The Challenge of Comprehending Consciousness

The Challenge of Comprehending Consciousness

I know that there is a connection between my inner world and the world without. Subjectively, it is clear to me that this is the case, and I am confident that the statements I make, the theories I embrace and put forward, are a reflection of my genuine knowledge—the genuine results of my experience.  I do not question them personally, except in those moments when I must, for whatever reason, articulate some aspect of them, and then I am forced to acquiesce to the cultural norm and attempt description. 

I often struggle to accurately describe objectively what I feel subjectively; it doesn’t always translate well.  The certainty for me personally in some cases might be beyond a doubt, but I am very mindful that my subjective understanding may not be shared by others.
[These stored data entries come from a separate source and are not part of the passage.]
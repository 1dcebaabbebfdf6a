use thiserror::Error;

/// Main error type for the control plane
#[derive(Error, Debug)]
pub enum ControlError {
    // Caller errors
    #[error("Invalid argument: {0}")]
    InvalidArgument(String),

    #[error("Invalid state transition: from {from} to {to} ({reason})")]
    InvalidTransition {
        from: String,
        to: String,
        reason: String,
    },

    // Store errors
    #[error("Store unavailable: {0}")]
    StoreUnavailable(String),

    /// The circuit breaker rejected the call before the operation ran.
    #[error("Service unavailable: {resource} is protected by an open circuit, retry in {retry_after_secs}s")]
    ServiceUnavailable {
        resource: String,
        retry_after_secs: u64,
    },

    #[error("Migration error: {0}")]
    Migration(#[from] sqlx::migrate::MigrateError),

    // Data errors
    #[error("Malformed data: {0}")]
    MalformedData(String),

    // Configuration errors
    #[error("Configuration error: {0}")]
    Config(#[from] config::ConfigError),

    // IO errors
    #[error("IO error: {0}")]
    Io(#[from] std::io::Error),

    #[error("Internal error: {0}")]
    Internal(String),
}

impl ControlError {
    /// Shorthand for a transition rejected by the current control state.
    pub fn invalid_transition(from: impl ToString, to: impl ToString, reason: &str) -> Self {
        ControlError::InvalidTransition {
            from: from.to_string(),
            to: to.to_string(),
            reason: reason.to_string(),
        }
    }

    /// True when the store could not be reached, either because the call
    /// failed or because the circuit breaker refused it.
    pub fn is_store_unavailable(&self) -> bool {
        matches!(
            self,
            ControlError::StoreUnavailable(_) | ControlError::ServiceUnavailable { .. }
        )
    }

    /// Whether this error says something about store health.
    ///
    /// Caller mistakes and rejected transitions prove the store answered, so
    /// they must not push the circuit towards open.
    pub fn counts_against_store(&self) -> bool {
        matches!(self, ControlError::StoreUnavailable(_))
    }
}

impl From<sqlx::Error> for ControlError {
    fn from(err: sqlx::Error) -> Self {
        ControlError::StoreUnavailable(err.to_string())
    }
}

impl From<serde_json::Error> for ControlError {
    fn from(err: serde_json::Error) -> Self {
        ControlError::MalformedData(err.to_string())
    }
}

/// Result type alias for ControlError
pub type Result<T> = std::result::Result<T, ControlError>;
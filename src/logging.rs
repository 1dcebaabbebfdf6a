//! Tracing subscriber setup

use crate::config::LoggingConfig;
use crate::error::{ControlError, Result};
use std::path::Path;
use tracing_appender::non_blocking::WorkerGuard;
use tracing_subscriber::layer::SubscriberExt;
use tracing_subscriber::util::SubscriberInitExt;
use tracing_subscriber::EnvFilter;

/// Install the global subscriber.
///
/// `RUST_LOG` wins over `config.level` when set. With `config.dir` set, logs
/// are also written to a daily rolling file; the returned guard must be kept
/// alive for buffered lines to be flushed.
pub fn init_logging(config: &LoggingConfig) -> Result<Option<WorkerGuard>> {
    let filter = EnvFilter::try_from_default_env()
        .unwrap_or_else(|_| EnvFilter::new(format!("{},tradectl=debug,sqlx=warn", config.level)));

    let (file_layer, guard) = match config.dir.as_deref() {
        Some(dir) => match prepare_log_dir(dir) {
            Ok(()) => {
                let appender = tracing_appender::rolling::daily(dir, "tradectl.log");
                let (writer, guard) = tracing_appender::non_blocking(appender);
                let layer = tracing_subscriber::fmt::layer()
                    .with_writer(writer)
                    .with_ansi(false)
                    .with_target(true);
                (Some(layer), Some(guard))
            }
            Err(e) => {
                eprintln!("Warning: log directory {dir} is not writable ({e}), file logging disabled");
                (None, None)
            }
        },
        None => (None, None),
    };

    let plain_layer = (!config.json).then(|| {
        tracing_subscriber::fmt::layer()
            .with_target(true)
            .with_thread_ids(false)
    });
    let json_layer = config.json.then(|| {
        tracing_subscriber::fmt::layer()
            .json()
            .with_current_span(true)
    });

    tracing_subscriber::registry()
        .with(filter)
        .with(plain_layer)
        .with(json_layer)
        .with(file_layer)
        .try_init()
        .map_err(|e| ControlError::Internal(format!("failed to install subscriber: {e}")))?;

    Ok(guard)
}

// `rolling::daily` panics if it cannot create its first file.
fn prepare_log_dir(dir: &str) -> std::io::Result<()> {
    std::fs::create_dir_all(dir)?;
    let marker = Path::new(dir).join(".tradectl_write_test");
    std::fs::OpenOptions::new()
        .create(true)
        .append(true)
        .open(&marker)?;
    std::fs::remove_file(&marker)
}
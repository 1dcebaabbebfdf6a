pub mod adapters;
pub mod config;
pub mod control_plane;
pub mod coordination;
pub mod domain;
pub mod error;
pub mod logging;
pub mod persistence;
pub mod retrieval;
pub mod services;

pub use adapters::{MemoryStore, PostgresStore};
pub use config::AppConfig;
pub use control_plane::ControlPlane;
pub use coordination::{
    CircuitState, PauseCoordinator, ResilientExecutor, StoreCircuitBreaker,
};
pub use domain::{
    ControlState, ControlStateRecord, DecisionOutcome, DecisionRecord, NewControlState,
    NewDecision,
};
pub use error::{ControlError, Result};
pub use persistence::{ControlStateStore, DecisionStore};
pub use retrieval::{RetrievalTier, SimilarDecision, SimilarityRetrieval};
pub use services::{MetricsSink, StoreMetrics};
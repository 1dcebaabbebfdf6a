//! Transaction Manager for atomic control-plane writes
//!
//! Wraps sqlx transactions with a scope tag so that every begin, commit and
//! rollback shows up in the logs with what it was for.

use crate::error::{ControlError, Result};
use sqlx::postgres::PgPool;
use sqlx::{Postgres, Transaction};
use tracing::{debug, instrument, warn};

/// Transaction scope identifier for tracking and debugging
#[derive(Debug, Clone, Copy, PartialEq, Eq)]
pub enum TransactionScope {
    /// Pause/resume append on the control-state log
    ControlTransition,
    /// One-time outcome resolution of a decision
    DecisionOutcome,
}

impl std::fmt::Display for TransactionScope {
    fn fmt(&self, f: &mut std::fmt::Formatter<'_>) -> std::fmt::Result {
        match self {
            Self::ControlTransition => write!(f, "control_transition"),
            Self::DecisionOutcome => write!(f, "decision_outcome"),
        }
    }
}

/// Transaction Manager for atomic database operations
#[derive(Clone)]
pub struct TransactionManager {
    pool: PgPool,
}

impl TransactionManager {
    /// Create a new transaction manager
    pub fn new(pool: PgPool) -> Self {
        Self { pool }
    }

    /// Begin a new transaction with scope tracking
    #[instrument(skip(self))]
    pub async fn begin(&self, scope: TransactionScope) -> Result<ManagedTransaction<'static>> {
        let tx = self.pool.begin().await?;
        debug!("Started transaction for scope: {}", scope);
        Ok(ManagedTransaction {
            tx: Some(tx),
            scope,
            committed: false,
        })
    }
}

/// A managed transaction with automatic rollback on drop
pub struct ManagedTransaction<'a> {
    tx: Option<Transaction<'a, Postgres>>,
    scope: TransactionScope,
    committed: bool,
}

impl<'a> ManagedTransaction<'a> {
    pub fn scope(&self) -> TransactionScope {
        self.scope
    }

    /// Connection for executing queries inside the transaction.
    /// Use as: `.execute(tx.executor()?).await`
    pub fn executor(&mut self) -> Result<&mut sqlx::PgConnection> {
        let scope = self.scope;
        self.tx
            .as_deref_mut()
            .ok_or_else(|| ControlError::Internal(format!("transaction {scope} already finished")))
    }

    /// Commit the transaction
    pub async fn commit(&mut self) -> Result<()> {
        if let Some(tx) = self.tx.take() {
            tx.commit().await?;
            self.committed = true;
            debug!("Committed transaction for scope: {}", self.scope);
        }
        Ok(())
    }

    /// Rollback the transaction explicitly
    pub async fn rollback(mut self) -> Result<()> {
        if let Some(tx) = self.tx.take() {
            tx.rollback().await?;
            debug!("Rolled back transaction for scope: {}", self.scope);
        }
        Ok(())
    }
}

impl<'a> Drop for ManagedTransaction<'a> {
    fn drop(&mut self) {
        if self.tx.is_some() && !self.committed {
            // Transaction will be rolled back automatically by sqlx
            warn!(
                "Transaction for scope {} was dropped without commit - rolling back",
                self.scope
            );
        }
    }
}
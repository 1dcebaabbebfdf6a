pub mod control;
pub mod decision;

pub use control::*;
pub use decision::*;
//! Similarity retrieval over past agent decisions

pub mod engine;
pub mod scoring;

pub use engine::SimilarityRetrieval;
pub use scoring::{IndicatorSet, RetrievalTier, SimilarDecision, DEFAULT_TOLERANCE};
//! Store Circuit Breaker
//!
//! Fails store calls fast while the backing store is degraded instead of
//! letting every caller wait out its own timeout. State is process-local;
//! each process detects an outage on its own.
//!
//! Every admitted call holds a [`CallPermit`] stamped with the breaker's
//! epoch, which advances on every trip and close. Outcomes reported through
//! a permit from an older epoch are ignored, and a permit dropped without an
//! outcome (the caller's future was cancelled) hands its trial slot back.
//!
//! The bookkeeping sits behind one `std::sync::Mutex` that is never held
//! across an await, so a permit can settle from `Drop`.

use crate::config::CircuitBreakerSettings;
use chrono::{DateTime, Utc};
use std::collections::VecDeque;
use std::fmt;
use std::sync::{Arc, Mutex, MutexGuard, PoisonError};
use tracing::{debug, info, warn};

/// Circuit breaker states
#[derive(Debug, Clone, Copy, PartialEq, Eq)]
pub enum CircuitState {
    /// Normal operation - all calls allowed
    Closed,
    /// Failure threshold exceeded - calls rejected
    Open,
    /// Recovery period - limited trial calls allowed
    HalfOpen,
}

impl std::fmt::Display for CircuitState {
    fn fmt(&self, f: &mut std::fmt::Formatter<'_>) -> std::fmt::Result {
        match self {
            CircuitState::Closed => write!(f, "closed"),
            CircuitState::Open => write!(f, "open"),
            CircuitState::HalfOpen => write!(f, "half-open"),
        }
    }
}

/// Configuration for the store circuit breaker
#[derive(Debug, Clone)]
pub struct CircuitBreakerConfig {
    /// Number of consecutive failures to trip the circuit
    pub failure_threshold: u32,
    /// Failure ratio in the trailing window that trips the circuit
    pub failure_rate_threshold: f64,
    /// Number of outcomes kept in the trailing window
    pub window_size: usize,
    /// Minimum outcomes in the window before the rate is considered
    pub min_calls_in_window: usize,
    /// Time to wait before transitioning from Open to HalfOpen (seconds)
    pub recovery_timeout_secs: u64,
    /// Trial calls allowed in flight while HalfOpen (0 = unlimited)
    pub half_open_max_calls: u32,
    /// Number of successful trial calls in HalfOpen to close circuit
    pub half_open_success_threshold: u32,
}

impl Default for CircuitBreakerConfig {
    fn default() -> Self {
        Self::from(&CircuitBreakerSettings::default())
    }
}

impl From<&CircuitBreakerSettings> for CircuitBreakerConfig {
    fn from(s: &CircuitBreakerSettings) -> Self {
        Self {
            failure_threshold: s.failure_threshold,
            failure_rate_threshold: s.failure_rate_threshold,
            window_size: s.window_size,
            min_calls_in_window: s.min_calls_in_window,
            recovery_timeout_secs: s.recovery_timeout_secs,
            half_open_max_calls: s.half_open_max_calls,
            half_open_success_threshold: s.half_open_success_threshold,
        }
    }
}

/// Trip reasons for the circuit breaker
#[derive(Debug, Clone, PartialEq)]
pub enum TripReason {
    ConsecutiveFailures(u32),
    FailureRate(f64),
    TrialFailed(String),
    ManualTrip(String),
}

impl std::fmt::Display for TripReason {
    fn fmt(&self, f: &mut std::fmt::Formatter<'_>) -> std::fmt::Result {
        match self {
            TripReason::ConsecutiveFailures(n) => write!(f, "{} consecutive failures", n),
            TripReason::FailureRate(rate) => write!(f, "failure rate {:.0}%", rate * 100.0),
            TripReason::TrialFailed(reason) => write!(f, "half-open trial failed: {}", reason),
            TripReason::ManualTrip(reason) => write!(f, "manual: {}", reason),
        }
    }
}

/// Why a call was refused
#[derive(Debug, Clone, Copy, PartialEq, Eq)]
pub enum Rejection {
    /// Still cooling down
    Open { retry_after_secs: u64 },
    /// Trial slots are taken
    TrialInFlight,
}

impl Rejection {
    pub fn retry_after_secs(&self) -> u64 {
        match self {
            Rejection::Open { retry_after_secs } => *retry_after_secs,
            Rejection::TrialInFlight => 0,
        }
    }
}

/// Circuit breaker for store operations
pub struct StoreCircuitBreaker {
    config: CircuitBreakerConfig,
    core: Mutex<BreakerCore>,
}

struct BreakerCore {
    state: CircuitState,
    epoch: u64,
    consecutive_failures: u32,
    window: VecDeque<bool>,
    opened_at: Option<DateTime<Utc>>,
    half_open_in_flight: u32,
    half_open_successes: u32,
    last_success: Option<DateTime<Utc>>,
    last_failure: Option<DateTime<Utc>>,
    last_trip_reason: Option<TripReason>,
    total_trips: u64,
}

enum Outcome<'a> {
    Success,
    Failure(&'a str),
    Abandoned,
}

impl StoreCircuitBreaker {
    /// Create a new store circuit breaker
    pub fn new(config: CircuitBreakerConfig) -> Self {
        Self {
            core: Mutex::new(BreakerCore {
                state: CircuitState::Closed,
                epoch: 0,
                consecutive_failures: 0,
                window: VecDeque::with_capacity(config.window_size),
                opened_at: None,
                half_open_in_flight: 0,
                half_open_successes: 0,
                last_success: None,
                last_failure: None,
                last_trip_reason: None,
                total_trips: 0,
            }),
            config,
        }
    }

    /// Create with default configuration
    pub fn with_defaults() -> Self {
        Self::new(CircuitBreakerConfig::default())
    }

    // A panic while holding the lock leaves counters that are still usable.
    fn core(&self) -> MutexGuard<'_, BreakerCore> {
        self.core.lock().unwrap_or_else(PoisonError::into_inner)
    }

    /// Get current state
    pub fn state(&self) -> CircuitState {
        self.core().state
    }

    /// Admission check, called once per attempted operation.
    ///
    /// Moves Open to HalfOpen once the recovery timeout has elapsed and
    /// claims a trial slot while HalfOpen. The outcome is reported through
    /// the returned permit.
    pub fn try_acquire(self: &Arc<Self>) -> Result<CallPermit, Rejection> {
        let mut core = self.core();

        if core.state == CircuitState::Open {
            let remaining = self.time_until_recovery(&core);
            if remaining > 0 {
                return Err(Rejection::Open {
                    retry_after_secs: remaining,
                });
            }
            core.state = CircuitState::HalfOpen;
            core.half_open_in_flight = 0;
            core.half_open_successes = 0;
            info!("Circuit breaker transitioning to HALF-OPEN");
        }

        if core.state == CircuitState::HalfOpen {
            if self.config.half_open_max_calls > 0
                && core.half_open_in_flight >= self.config.half_open_max_calls
            {
                return Err(Rejection::TrialInFlight);
            }
            core.half_open_in_flight += 1;
        }

        Ok(CallPermit {
            breaker: Arc::clone(self),
            epoch: core.epoch,
            settled: false,
        })
    }

    /// Trip the circuit breaker
    pub fn trip(&self, reason: TripReason) {
        let mut core = self.core();
        self.trip_locked(&mut core, reason);
    }

    /// Manually trip the circuit
    pub fn manual_trip(&self, reason: &str) {
        self.trip(TripReason::ManualTrip(reason.to_string()));
    }

    /// Force close the circuit (manual reset)
    pub fn force_close(&self) {
        let mut core = self.core();
        self.close_locked(&mut core);
        core.last_trip_reason = None;
        warn!("Circuit breaker force-closed");
    }

    /// Get circuit breaker statistics
    pub fn stats(&self) -> CircuitBreakerStats {
        let core = self.core();
        CircuitBreakerStats {
            state: core.state,
            consecutive_failures: core.consecutive_failures,
            failure_rate: self.failure_rate(&core),
            last_success: core.last_success,
            last_failure: core.last_failure,
            last_trip_reason: core.last_trip_reason.clone(),
            total_trips: core.total_trips,
        }
    }

    fn settle(&self, epoch: u64, outcome: Outcome<'_>) {
        let mut core = self.core();
        if epoch != core.epoch {
            debug!(
                admitted = epoch,
                current = core.epoch,
                "ignoring outcome from a previous circuit epoch"
            );
            return;
        }

        match outcome {
            Outcome::Success => {
                core.consecutive_failures = 0;
                core.last_success = Some(Utc::now());
                self.push_outcome(&mut core, true);

                if core.state == CircuitState::HalfOpen {
                    core.half_open_in_flight = core.half_open_in_flight.saturating_sub(1);
                    core.half_open_successes += 1;
                    if core.half_open_successes >= self.config.half_open_success_threshold {
                        self.close_locked(&mut core);
                    }
                }
            }
            Outcome::Failure(reason) => {
                core.consecutive_failures += 1;
                core.last_failure = Some(Utc::now());
                self.push_outcome(&mut core, false);

                let failures = core.consecutive_failures;
                debug!("Store failure #{}: {}", failures, reason);

                let state = core.state;
                match state {
                    CircuitState::HalfOpen => {
                        core.half_open_in_flight = core.half_open_in_flight.saturating_sub(1);
                        self.trip_locked(&mut core, TripReason::TrialFailed(reason.to_string()));
                    }
                    CircuitState::Closed => {
                        if failures >= self.config.failure_threshold {
                            self.trip_locked(&mut core, TripReason::ConsecutiveFailures(failures));
                        } else if let Some(rate) = self.failure_rate(&core) {
                            if rate >= self.config.failure_rate_threshold {
                                self.trip_locked(&mut core, TripReason::FailureRate(rate));
                            }
                        }
                    }
                    CircuitState::Open => {}
                }
            }
            // A closed-circuit call that never finished says nothing about
            // the store. A trial that never finished did not prove recovery.
            Outcome::Abandoned => {
                if core.state == CircuitState::HalfOpen {
                    core.half_open_in_flight = core.half_open_in_flight.saturating_sub(1);
                    self.trip_locked(
                        &mut core,
                        TripReason::TrialFailed("trial call abandoned".to_string()),
                    );
                }
            }
        }
    }

    fn trip_locked(&self, core: &mut BreakerCore, reason: TripReason) {
        if core.state == CircuitState::Open {
            return;
        }
        core.state = CircuitState::Open;
        core.epoch += 1;
        core.opened_at = Some(Utc::now());
        core.half_open_in_flight = 0;
        core.half_open_successes = 0;
        core.window.clear();
        core.total_trips += 1;

        warn!("Circuit breaker TRIPPED: {}", reason);
        core.last_trip_reason = Some(reason);
    }

    fn close_locked(&self, core: &mut BreakerCore) {
        core.state = CircuitState::Closed;
        core.epoch += 1;
        core.consecutive_failures = 0;
        core.opened_at = None;
        core.half_open_in_flight = 0;
        core.half_open_successes = 0;
        core.window.clear();

        info!("Circuit breaker CLOSED - store calls resumed");
    }

    fn push_outcome(&self, core: &mut BreakerCore, success: bool) {
        if self.config.window_size == 0 {
            return;
        }
        if core.window.len() == self.config.window_size {
            core.window.pop_front();
        }
        core.window.push_back(success);
    }

    /// Failure ratio of the trailing window, once it holds enough calls
    fn failure_rate(&self, core: &BreakerCore) -> Option<f64> {
        let window = &core.window;
        if window.is_empty() || window.len() < self.config.min_calls_in_window {
            return None;
        }
        let failures = window.iter().filter(|ok| !**ok).count();
        Some(failures as f64 / window.len() as f64)
    }

    fn time_until_recovery(&self, core: &BreakerCore) -> u64 {
        match core.opened_at {
            Some(opened_at) => {
                let elapsed =
                    Utc::now().signed_duration_since(opened_at).num_seconds().max(0) as u64;
                self.config.recovery_timeout_secs.saturating_sub(elapsed)
            }
            None => 0,
        }
    }
}

/// Admission granted by [`StoreCircuitBreaker::try_acquire`].
///
/// Report the outcome with `record_success` or `record_failure`. Dropping
/// the permit without either counts as an abandoned call.
#[must_use = "an unreported permit counts as an abandoned call"]
pub struct CallPermit {
    breaker: Arc<StoreCircuitBreaker>,
    epoch: u64,
    settled: bool,
}

impl CallPermit {
    /// Breaker epoch at admission
    pub fn epoch(&self) -> u64 {
        self.epoch
    }

    pub fn record_success(mut self) {
        self.settled = true;
        self.breaker.settle(self.epoch, Outcome::Success);
    }

    pub fn record_failure(mut self, reason: &str) {
        self.settled = true;
        self.breaker.settle(self.epoch, Outcome::Failure(reason));
    }
}

impl Drop for CallPermit {
    fn drop(&mut self) {
        if !self.settled {
            self.breaker.settle(self.epoch, Outcome::Abandoned);
        }
    }
}

impl fmt::Debug for CallPermit {
    fn fmt(&self, f: &mut fmt::Formatter<'_>) -> fmt::Result {
        f.debug_struct("CallPermit")
            .field("epoch", &self.epoch)
            .field("settled", &self.settled)
            .finish()
    }
}

/// Statistics for monitoring
#[derive(Debug, Clone)]
pub struct CircuitBreakerStats {
    pub state: CircuitState,
    pub consecutive_failures: u32,
    pub failure_rate: Option<f64>,
    pub last_success: Option<DateTime<Utc>>,
    pub last_failure: Option<DateTime<Utc>>,
    pub last_trip_reason: Option<TripReason>,
    pub total_trips: u64,
}
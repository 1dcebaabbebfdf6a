//! Best-effort retrieval of past decisions similar to the current market.
//!
//! Similarity scoring ranks recent resolved decisions against the caller's
//! indicators. When that yields nothing, or the store fails, the most recent
//! resolved decisions for the symbol are returned instead. A context without
//! usable indicators goes straight to that fallback. Only a failure of the
//! fallback query itself reaches the caller.

use crate::config::RetrievalConfig;
use crate::coordination::executor::ResilientExecutor;
use crate::domain::DecisionRecord;
use crate::error::{ControlError, Result};
use crate::persistence::DecisionStore;
use crate::retrieval::scoring::{
    parse_current_indicators, rank, score_candidates, IndicatorSet, RetrievalTier,
    SimilarDecision,
};
use chrono::{Duration, Utc};
use std::future::Future;
use std::sync::Arc;
use tracing::{debug, instrument, warn};

pub struct SimilarityRetrieval<S: ?Sized> {
    store: Arc<S>,
    config: RetrievalConfig,
    executor: Option<Arc<ResilientExecutor>>,
}

impl<S> SimilarityRetrieval<S>
where
    S: DecisionStore + ?Sized,
{
    pub fn new(store: Arc<S>, config: RetrievalConfig) -> Self {
        Self {
            store,
            config,
            executor: None,
        }
    }

    /// Route store queries through `executor`
    pub fn with_executor(mut self, executor: Arc<ResilientExecutor>) -> Self {
        self.executor = Some(executor);
        self
    }

    pub fn config(&self) -> &RetrievalConfig {
        &self.config
    }

    /// Past decisions for `symbol` most similar to `current_context`, best first
    pub async fn find_similar(
        &self,
        symbol: &str,
        current_context: &str,
        limit: i64,
    ) -> Result<Vec<DecisionRecord>> {
        Ok(self
            .find_similar_scored(symbol, current_context, limit)
            .await?
            .into_iter()
            .map(|s| s.decision)
            .collect())
    }

    /// Like `find_similar`, keeping each result's score and tier
    #[instrument(skip(self, current_context))]
    pub async fn find_similar_scored(
        &self,
        symbol: &str,
        current_context: &str,
        limit: i64,
    ) -> Result<Vec<SimilarDecision>> {
        if symbol.trim().is_empty() {
            return Err(ControlError::InvalidArgument(
                "symbol must not be empty".to_string(),
            ));
        }
        if limit <= 0 {
            return Err(ControlError::InvalidArgument(format!(
                "limit must be positive, got {limit}"
            )));
        }
        let limit = limit.min(self.config.max_limit);

        let current = match parse_current_indicators(current_context) {
            Ok(indicators) => indicators,
            Err(e) => {
                debug!(symbol, error = %e, "no usable indicators, using recent decisions");
                return self.recent_fallback(symbol, limit).await;
            }
        };

        match self.similarity_tier(symbol, &current, limit).await {
            Ok(ranked) if !ranked.is_empty() => Ok(ranked),
            Ok(_) => {
                debug!(symbol, "no similar decisions, using recent decisions");
                self.recent_fallback(symbol, limit).await
            }
            Err(e) => {
                warn!(symbol, error = %e, "similarity query failed, using recent decisions");
                self.recent_fallback(symbol, limit).await
            }
        }
    }

    async fn similarity_tier(
        &self,
        symbol: &str,
        current: &IndicatorSet,
        limit: i64,
    ) -> Result<Vec<SimilarDecision>> {
        let since = Duration::try_days(self.config.recency_days)
            .and_then(|window| Utc::now().checked_sub_signed(window))
            .ok_or_else(|| {
                ControlError::InvalidArgument(format!(
                    "recency window of {} days is out of range",
                    self.config.recency_days
                ))
            })?;
        let fetch = limit.saturating_mul(self.config.overfetch_factor.max(1));
        let candidates = self
            .guarded(|| self.store.similarity_candidates(symbol, since, fetch))
            .await?;

        let fetched = candidates.len();
        let scored = score_candidates(current, candidates, self.config.tolerance);
        debug!(symbol, fetched, matched = scored.len(), "scored similarity candidates");

        Ok(rank(scored, limit as usize))
    }

    async fn recent_fallback(&self, symbol: &str, limit: i64) -> Result<Vec<SimilarDecision>> {
        let recent = self
            .guarded(|| self.store.recent_resolved(symbol, limit))
            .await?;
        Ok(recent
            .into_iter()
            .map(|decision| SimilarDecision {
                decision,
                score: 0.0,
                tier: RetrievalTier::RecentFallback,
            })
            .collect())
    }

    async fn guarded<T, F, Fut>(&self, op: F) -> Result<T>
    where
        F: FnOnce() -> Fut,
        Fut: Future<Output = Result<T>>,
    {
        match &self.executor {
            Some(executor) => executor.execute(op).await,
            None => op().await,
        }
    }
}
I appreciate the dilemma that others have, and in particular, those who are uncertain about the true nature of the whole experience of being alive—the experience of existing as a human person is frequently ambiguous, tedious, and inexplicable in some way or another, and we cannot always process it or absorb it. We cannot translate it into something comprehensible.  It is the quintessential human dilemma. And yet, for whatever reason, it seems that it has become my task to attempt this translation, and to clarify—to bring into understanding—those things which I experience subjectively and know to be true for me, and attempt to articulate them objectively.

If there ever was a task of Hercules that was more difficult than this, I do not know which it could be.  All of his challenges were basically temporal, and while these also can be quite daunting, I do not envy anyone who shares this task with me, which is to articulate objectively what I have subjectively experienced, and which I frequently assert here, with a fair amount of confidence at least.  Absolute certainty in these matters is elusive, and I would not suggest otherwise.

It’s not just me who has this dilemma.  It’s anyone who is profoundly aware of the content of their subjective awareness—thoroughly in touch with their inner world, knowing that there is an aspect to our human nature that is not substantial—that is completely “within us.”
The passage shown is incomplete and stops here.